## Work instructions:
Check each line of the listing below for the word "DeleteReport" and say how many lines have it. Nothing else should be written.

## Supplied data:

--- START ---

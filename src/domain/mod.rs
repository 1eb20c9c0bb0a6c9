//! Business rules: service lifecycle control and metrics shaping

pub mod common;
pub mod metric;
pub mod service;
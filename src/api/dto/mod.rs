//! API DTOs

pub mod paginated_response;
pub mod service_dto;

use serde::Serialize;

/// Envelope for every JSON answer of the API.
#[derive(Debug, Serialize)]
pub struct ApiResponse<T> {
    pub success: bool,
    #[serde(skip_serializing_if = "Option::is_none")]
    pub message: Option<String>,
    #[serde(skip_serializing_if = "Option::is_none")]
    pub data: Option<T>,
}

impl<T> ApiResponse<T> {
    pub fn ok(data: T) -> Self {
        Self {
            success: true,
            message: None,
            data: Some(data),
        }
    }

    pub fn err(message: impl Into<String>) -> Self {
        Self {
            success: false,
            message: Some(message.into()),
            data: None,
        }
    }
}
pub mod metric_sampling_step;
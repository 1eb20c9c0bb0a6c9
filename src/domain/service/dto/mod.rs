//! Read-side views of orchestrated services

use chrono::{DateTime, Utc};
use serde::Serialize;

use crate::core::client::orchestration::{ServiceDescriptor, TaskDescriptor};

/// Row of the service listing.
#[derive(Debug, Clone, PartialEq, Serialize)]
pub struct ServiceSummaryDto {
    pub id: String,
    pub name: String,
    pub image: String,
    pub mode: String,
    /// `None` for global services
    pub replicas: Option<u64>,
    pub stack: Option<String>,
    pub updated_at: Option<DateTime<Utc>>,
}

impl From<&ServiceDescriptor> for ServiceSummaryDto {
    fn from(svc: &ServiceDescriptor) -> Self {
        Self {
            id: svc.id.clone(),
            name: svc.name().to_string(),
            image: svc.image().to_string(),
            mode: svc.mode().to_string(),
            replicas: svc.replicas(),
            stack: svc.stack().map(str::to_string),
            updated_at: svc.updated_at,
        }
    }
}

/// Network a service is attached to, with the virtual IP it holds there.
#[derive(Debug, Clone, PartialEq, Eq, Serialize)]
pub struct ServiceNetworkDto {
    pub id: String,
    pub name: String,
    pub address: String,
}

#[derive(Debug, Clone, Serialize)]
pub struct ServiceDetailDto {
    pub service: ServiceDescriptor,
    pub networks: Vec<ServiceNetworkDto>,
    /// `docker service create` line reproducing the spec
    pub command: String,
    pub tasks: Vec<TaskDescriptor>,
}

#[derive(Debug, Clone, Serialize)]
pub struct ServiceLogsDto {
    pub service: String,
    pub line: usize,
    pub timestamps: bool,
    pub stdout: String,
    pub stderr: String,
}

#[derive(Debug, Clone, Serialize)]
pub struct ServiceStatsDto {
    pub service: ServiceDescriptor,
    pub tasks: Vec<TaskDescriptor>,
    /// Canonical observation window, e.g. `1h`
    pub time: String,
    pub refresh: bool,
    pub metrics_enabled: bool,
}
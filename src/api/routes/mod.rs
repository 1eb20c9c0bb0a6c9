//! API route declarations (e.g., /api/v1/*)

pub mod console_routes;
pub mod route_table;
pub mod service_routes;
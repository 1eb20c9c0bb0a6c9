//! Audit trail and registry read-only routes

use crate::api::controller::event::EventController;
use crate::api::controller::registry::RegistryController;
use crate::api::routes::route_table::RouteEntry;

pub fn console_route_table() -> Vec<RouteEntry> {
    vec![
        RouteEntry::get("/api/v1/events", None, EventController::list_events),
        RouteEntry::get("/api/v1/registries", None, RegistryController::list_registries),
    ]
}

--- END ---
--- START ---

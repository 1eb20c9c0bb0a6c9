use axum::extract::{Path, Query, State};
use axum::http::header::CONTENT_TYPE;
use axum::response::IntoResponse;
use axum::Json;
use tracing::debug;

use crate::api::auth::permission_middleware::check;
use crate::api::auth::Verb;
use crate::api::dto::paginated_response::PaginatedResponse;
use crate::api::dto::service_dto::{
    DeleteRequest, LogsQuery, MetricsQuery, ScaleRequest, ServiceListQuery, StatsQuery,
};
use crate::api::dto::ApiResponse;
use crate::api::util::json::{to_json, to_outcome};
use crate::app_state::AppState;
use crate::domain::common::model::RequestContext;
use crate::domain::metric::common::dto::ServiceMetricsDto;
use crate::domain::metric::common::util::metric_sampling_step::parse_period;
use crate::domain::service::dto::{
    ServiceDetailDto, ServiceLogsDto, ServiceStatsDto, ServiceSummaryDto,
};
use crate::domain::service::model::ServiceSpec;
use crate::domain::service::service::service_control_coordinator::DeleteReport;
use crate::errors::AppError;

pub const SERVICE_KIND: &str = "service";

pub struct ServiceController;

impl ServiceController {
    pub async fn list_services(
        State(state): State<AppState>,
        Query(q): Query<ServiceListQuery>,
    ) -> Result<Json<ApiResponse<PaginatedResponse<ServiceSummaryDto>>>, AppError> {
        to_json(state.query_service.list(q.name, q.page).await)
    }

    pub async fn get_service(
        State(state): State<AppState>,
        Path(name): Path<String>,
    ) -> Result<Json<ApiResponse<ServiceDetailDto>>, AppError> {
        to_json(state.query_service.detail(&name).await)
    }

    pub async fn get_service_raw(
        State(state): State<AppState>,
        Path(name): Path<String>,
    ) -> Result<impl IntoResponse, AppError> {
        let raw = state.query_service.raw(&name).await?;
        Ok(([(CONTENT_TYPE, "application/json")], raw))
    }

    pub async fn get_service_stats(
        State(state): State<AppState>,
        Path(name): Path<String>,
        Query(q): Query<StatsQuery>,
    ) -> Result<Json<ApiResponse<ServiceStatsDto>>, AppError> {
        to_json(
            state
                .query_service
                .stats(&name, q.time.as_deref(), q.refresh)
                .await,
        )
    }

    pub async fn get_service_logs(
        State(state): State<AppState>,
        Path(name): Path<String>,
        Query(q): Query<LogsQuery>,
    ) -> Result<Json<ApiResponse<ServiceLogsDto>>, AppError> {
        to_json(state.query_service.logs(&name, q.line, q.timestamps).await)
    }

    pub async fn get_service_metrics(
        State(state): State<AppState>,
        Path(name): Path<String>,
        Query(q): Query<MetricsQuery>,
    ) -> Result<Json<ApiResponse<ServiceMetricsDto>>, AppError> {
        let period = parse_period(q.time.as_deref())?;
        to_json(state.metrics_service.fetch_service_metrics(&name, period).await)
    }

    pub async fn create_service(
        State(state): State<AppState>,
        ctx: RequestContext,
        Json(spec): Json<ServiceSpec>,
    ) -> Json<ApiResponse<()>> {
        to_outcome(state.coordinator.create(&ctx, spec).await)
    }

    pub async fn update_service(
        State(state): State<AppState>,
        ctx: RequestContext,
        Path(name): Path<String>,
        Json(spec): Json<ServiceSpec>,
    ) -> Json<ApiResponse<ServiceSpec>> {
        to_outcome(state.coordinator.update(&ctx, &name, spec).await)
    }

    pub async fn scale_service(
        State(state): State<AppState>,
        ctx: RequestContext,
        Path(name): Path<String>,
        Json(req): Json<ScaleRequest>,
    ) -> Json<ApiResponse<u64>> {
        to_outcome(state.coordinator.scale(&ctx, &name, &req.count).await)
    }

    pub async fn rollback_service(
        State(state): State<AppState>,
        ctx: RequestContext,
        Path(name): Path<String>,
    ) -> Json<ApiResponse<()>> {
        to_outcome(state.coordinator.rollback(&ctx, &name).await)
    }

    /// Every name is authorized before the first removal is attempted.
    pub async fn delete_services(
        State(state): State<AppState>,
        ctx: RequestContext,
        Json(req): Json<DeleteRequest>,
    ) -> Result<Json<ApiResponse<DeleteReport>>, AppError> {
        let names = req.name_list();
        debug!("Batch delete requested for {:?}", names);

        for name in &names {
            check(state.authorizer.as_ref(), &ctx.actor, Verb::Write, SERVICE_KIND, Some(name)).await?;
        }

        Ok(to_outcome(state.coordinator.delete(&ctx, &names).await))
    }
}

--- END ---

## Reply:
2